Pillow icon indicating copy to clipboard operation
Pillow copied to clipboard

TIFF UnidentifiedImageError

Open welrbraga opened this issue 5 years ago • 11 comments

Hi team,

I have some images in tiff format that came from many different people and that I need to convert do JPG.

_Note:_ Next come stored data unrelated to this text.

//! One RPC connection to one debugging target.
//!
//! A [`Session`] multiplexes many logical `Runtime.evaluate` calls over a
//! single duplex WebSocket. Responses are demultiplexed purely by request id:
//!
//! 1. [`Session::call`] takes the next id and parks a oneshot sender in the
//!    pending table
//! 2. The request is queued to the transport task, which owns the socket
//! 3. The transport task hands every inbound text frame to [`Session::dispatch`]
//! 4. A response whose id is in the table resolves that call; anything else
//!    (events, late responses for abandoned ids) is dropped
//! 5. The caller races its receiver against the call deadline; whichever
//!    way the call ends, its table entry is removed
//!
//! When the socket closes (either side), every in-flight call fails with
//! [`Error::ChannelClosed`] and the close hook supplied at connect time runs.

use std::collections::HashMap;
use std::fmt;
use std::sync::Arc;
use std::sync::atomic::{AtomicU64, Ordering};
use std::time::Duration;

use parking_lot::Mutex;
use pilot_protocol::{EvaluateResult, Message, Request, Response};
use serde::Serialize;
use serde_json::Value;
use tokio::sync::{Mutex as TokioMutex, mpsc, oneshot, watch};
use tracing::{debug, trace};

use crate::error::{Error, Result};

mod transport;

#[cfg(test)]
pub(crate) mod testing;

pub(crate) use transport::CloseHook;

/// Deadline for a single correlated call.
pub const DEFAULT_CALL_TIMEOUT: Duration = Duration::from_secs(2);

/// Deadline for the WebSocket handshake.
pub const DEFAULT_CONNECT_TIMEOUT: Duration = Duration::from_secs(2);

/// Identity of a session: the endpoint port plus the target id.
///
/// The same target id on two ports names two distinct sessions.
#[derive(Debug, Clone, PartialEq, Eq, Hash, PartialOrd, Ord, Serialize)]
#[serde(rename_all = "camelCase")]
pub struct SessionKey {
	pub port: u16,
	pub target_id: String,
}

impl SessionKey {
	pub fn new(port: u16, target_id: impl Into<String>) -> Self {
		Self {
			port,
			target_id: target_id.into(),
		}
	}
}

impl fmt::Display for SessionKey {
	fn fmt(&self, f: &mut fmt::Formatter<'_>) -> fmt::Result {
		write!(f, "{}:{}", self.port, self.target_id)
	}
}

/// Timing knobs for new sessions.
#[derive(Debug, Clone, Copy)]
pub struct SessionOptions {
	pub call_timeout: Duration,
	pub connect_timeout: Duration,
}

impl Default for SessionOptions {
	fn default() -> Self {
		Self {
			call_timeout: DEFAULT_CALL_TIMEOUT,
			connect_timeout: DEFAULT_CONNECT_TIMEOUT,
		}
	}
}

/// Frames queued for the transport task.
#[derive(Debug)]
pub(crate) enum Outbound {
	Text(String),
	Close,
}

type PendingMap = Mutex<HashMap<u64, oneshot::Sender<Result<Value>>>>;

/// Removes a call's pending entry when the call resolves, times out, or is dropped.
struct PendingGuard<'a> {
	id: u64,
	pending: &'a PendingMap,
}

impl Drop for PendingGuard<'_> {
	fn drop(&mut self) {
		self.pending.lock().remove(&self.id);
	}
}

/// Live RPC connection to one target.
pub struct Session {
	key: SessionKey,
	url: String,
	/// Next request id; starts at 1 and is never reset
	next_id: AtomicU64,
	pending: PendingMap,
	outbound: mpsc::UnboundedSender<Outbound>,
	closed: watch::Sender<bool>,
	/// Whether the payload has been evaluated in this target. Held across the
	/// injection call so concurrent `ensure`s inject at most once.
	injected: TokioMutex<bool>,
	call_timeout: Duration,
}

impl Session {
	pub(crate) fn new(key: SessionKey, url: impl Into<String>, call_timeout: Duration, outbound: mpsc::UnboundedSender<Outbound>) -> Arc<Self> {
		let (closed, _) = watch::channel(false);
		Arc::new(Self {
			key,
			url: url.into(),
			next_id: AtomicU64::new(1),
			pending: Mutex::new(HashMap::new()),
			outbound,
			closed,
			injected: TokioMutex::new(false),
			call_timeout,
		})
	}

	/// Opens the debugger socket at `url` and starts the transport task.
	///
	/// `on_close` runs once, on the transport task, after the socket closes
	/// for any reason. No retry is attempted on failure.
	pub async fn connect<F>(key: SessionKey, url: &str, options: &SessionOptions, on_close: F) -> Result<Arc<Self>>
	where
		F: FnOnce(&Arc<Session>) + Send + 'static,
	{
		debug!(target: "pilot.session", session = %key, url, "opening debugger socket");

		let ws = match tokio::time::timeout(options.connect_timeout, tokio_tungstenite::connect_async(url)).await {
			Ok(Ok((ws, _))) => ws,
			Ok(Err(e)) => {
				return Err(Error::ConnectionFailed {
					url: url.to_string(),
					reason: e.to_string(),
				});
			}
			Err(_) => {
				return Err(Error::ConnectionFailed {
					url: url.to_string(),
					reason: format!("no handshake within {}ms", options.connect_timeout.as_millis()),
				});
			}
		};

		let (outbound_tx, outbound_rx) = mpsc::unbounded_channel();
		let session = Self::new(key, url, options.call_timeout, outbound_tx);
		tokio::spawn(transport::run(ws, Arc::downgrade(&session), session.key.clone(), outbound_rx, Box::new(on_close)));
		Ok(session)
	}

	pub fn key(&self) -> &SessionKey {
		&self.key
	}

	pub fn url(&self) -> &str {
		&self.url
	}

	pub fn is_closed(&self) -> bool {
		*self.closed.borrow()
	}

	/// Resolves once the session has closed.
	pub async fn closed(&self) {
		let mut rx = self.closed.subscribe();
		let _ = rx.wait_for(|closed| *closed).await;
	}

	/// Number of calls currently awaiting a response.
	pub fn pending_count(&self) -> usize {
		self.pending.lock().len()
	}

	pub async fn is_injected(&self) -> bool {
		*self.injected.lock().await
	}

	pub(crate) fn injection_gate(&self) -> &TokioMutex<bool> {
		&self.injected
	}

	/// Closes the transport. In-flight calls fail with [`Error::ChannelClosed`].
	pub fn close(&self) {
		let _ = self.outbound.send(Outbound::Close);
		self.mark_closed();
	}

	/// Evaluates `expression` in the target and returns the resulting value.
	///
	/// Fails with [`Error::Timeout`] if no response with this call's id
	/// arrives within the call deadline; a response arriving later is dropped.
	/// `undefined` results come back as [`Value::Null`].
	pub async fn call(&self, expression: &str) -> Result<Value> {
		let id = self.next_id.fetch_add(1, Ordering::SeqCst);
		let (tx, rx) = oneshot::channel();
		self.pending.lock().insert(id, tx);
		let _guard = PendingGuard { id, pending: &self.pending };

		// Checked after registering so a concurrent close either drains this
		// entry or is observed here.
		if self.is_closed() {
			return Err(Error::ChannelClosed);
		}

		let text = serde_json::to_string(&Request::evaluate(id, expression))?;
		trace!(target: "pilot.session", session = %self.key, id, bytes = text.len(), "sending evaluate");
		self.outbound.send(Outbound::Text(text)).map_err(|_| Error::ChannelClosed)?;

		match tokio::time::timeout(self.call_timeout, rx).await {
			Ok(Ok(outcome)) => outcome,
			Ok(Err(_)) => Err(Error::ChannelClosed),
			Err(_) => {
				debug!(target: "pilot.session", session = %self.key, id, "request timed out");
				Err(Error::Timeout {
					id,
					timeout_ms: self.call_timeout.as_millis() as u64,
				})
			}
		}
	}

	/// Routes one inbound text frame.
	pub(crate) fn dispatch(&self, text: &str) {
		match serde_json::from_str::<Message>(text) {
			Ok(Message::Response(response)) => {
				let id = response.id;
				let Some(tx) = self.pending.lock().remove(&id) else {
					trace!(target: "pilot.session", session = %self.key, id, "dropping response for unknown or abandoned request");
					return;
				};
				let _ = tx.send(evaluation_outcome(response));
			}
			Ok(Message::Event(event)) => {
				trace!(target: "pilot.session", session = %self.key, method = %event.method, "ignoring event");
			}
			Ok(Message::Unknown(_)) => {
				trace!(target: "pilot.session", session = %self.key, "ignoring unrecognized message");
			}
			Err(e) => {
				debug!(target: "pilot.session", session = %self.key, error = %e, "failed to parse inbound message");
			}
		}
	}

	/// Marks the session closed and fails every in-flight call.
	///
	/// Returns false if it was already closed.
	pub(crate) fn mark_closed(&self) -> bool {
		if self.closed.send_replace(true) {
			return false;
		}
		let drained: Vec<_> = self.pending.lock().drain().map(|(_, tx)| tx).collect();
		for tx in drained {
			let _ = tx.send(Err(Error::ChannelClosed));
		}
		true
	}
}

impl fmt::Debug for Session {
	fn fmt(&self, f: &mut fmt::Formatter<'_>) -> fmt::Result {
		f.debug_struct("Session")
			.field("key", &self.key)
			.field("url", &self.url)
			.field("closed", &self.is_closed())
			.finish_non_exhaustive()
	}
}

/// Converts a `Runtime.evaluate` response into the evaluated value.
fn evaluation_outcome(response: Response) -> Result<Value> {
	if let Some(error) = response.error {
		return Err(Error::Remote {
			code: error.code,
			message: error.message,
		});
	}
	let Some(result) = response.result else {
		return Ok(Value::Null);
	};
	let evaluated: EvaluateResult = serde_json::from_value(result)?;
	if let Some(details) = evaluated.exception_details {
		return Err(Error::Evaluation(details.summary()));
	}
	Ok(evaluated.result.value.unwrap_or(Value::Null))
}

Both images are ok and visible without problems on all image viewer I could check, and using Image Magick I can sucessfully convert them, but, when I try to use PIL to do the same result in Python, some images are not converted, raising the "UnidentifiedImageError: cannot identify image file".

Using convert

#IMAGE 1 TEST OK
convert -verbose FLOR0017314_02.tif FLOR0017314_02.tif.jpg
FLOR0017314_02.tif TIFF 3664x2748 3664x2748+0+0 8-bit TrueColor sRGB 28.8278MiB 0.050u 0:00.039
FLOR0017314_02.tif=>FLOR0017314_02.tif.jpg TIFF 3664x2748 3664x2748+0+0 8-bit TrueColor sRGB 1.72944MiB 0.140u 0:00.150
#IMAGE 2 TEST OK
convert -verbose ../rb-back/so_tif/00082851.tif 00082851.tif.jpg
../rb-back/so_tif/00082851.tif TIFF 6412x10261 6412x10261+0+0 8-bit TrueColor sRGB 137.123MiB 1.510u 0:01.350
../rb-back/so_tif/00082851.tif=>00082851.tif.jpg TIFF 6412x10261 6412x10261+0+0 8-bit TrueColor sRGB 21.7932MiB 1.280u 0:01.280

Using Python + Pillow

My env test is:

  • Ubuntu 20.04
  • Python 3.8.5
  • Pillow-8.0.1

To open my images I tried this minimal piece of code:

#IMAGE 1 TEST OK
In [1]: from PIL import Image
In [2]: filename = '../rb-back/so_tif/00082851.tif'                                                                                                                               
In [3]: image_tif = Image.open(filename)                                                                                                                                          
In [4]: image_tif                                                                                                                                                                 
Out[4]: <PIL.TiffImagePlugin.TiffImageFile image mode=RGB size=6412x10261 at 0x7FAAED2CE310>
#IMAGE 2 BUGGED TEST 
In [1]: from PIL import Image
In [2]: filename = 'FLOR0017314_02.tif'
In [3]: image_tif = Image.open(filename)
---------------------------------------------------------------------------
UnidentifiedImageError                    Traceback (most recent call last)
<ipython-input-3-49b4a2ebb92e> in <module>
----> 1 image_tif = Image.open(filename)

/usr/lib/python3/dist-packages/PIL/Image.py in open(fp, mode)
   2859     for message in accept_warnings:
   2860         warnings.warn(message)
-> 2861     raise UnidentifiedImageError(
   2862         "cannot identify image file %r" % (filename if filename else fp)
   2863     )

UnidentifiedImageError: cannot identify image file 'FLOR0017314_02.tif'

In [4]: image_tif                                                                                                                                                                 
Out[4]: <PIL.TiffImagePlugin.TiffImageFile image mode=RGB size=6412x10261 at 0x7FAAED7ADA30>

I've tried to compare the difference between them but I couldn't note anything that is causing this. Maybe it is a bug in Pillow or my brain, I sincerely don't known. Can you help me, please?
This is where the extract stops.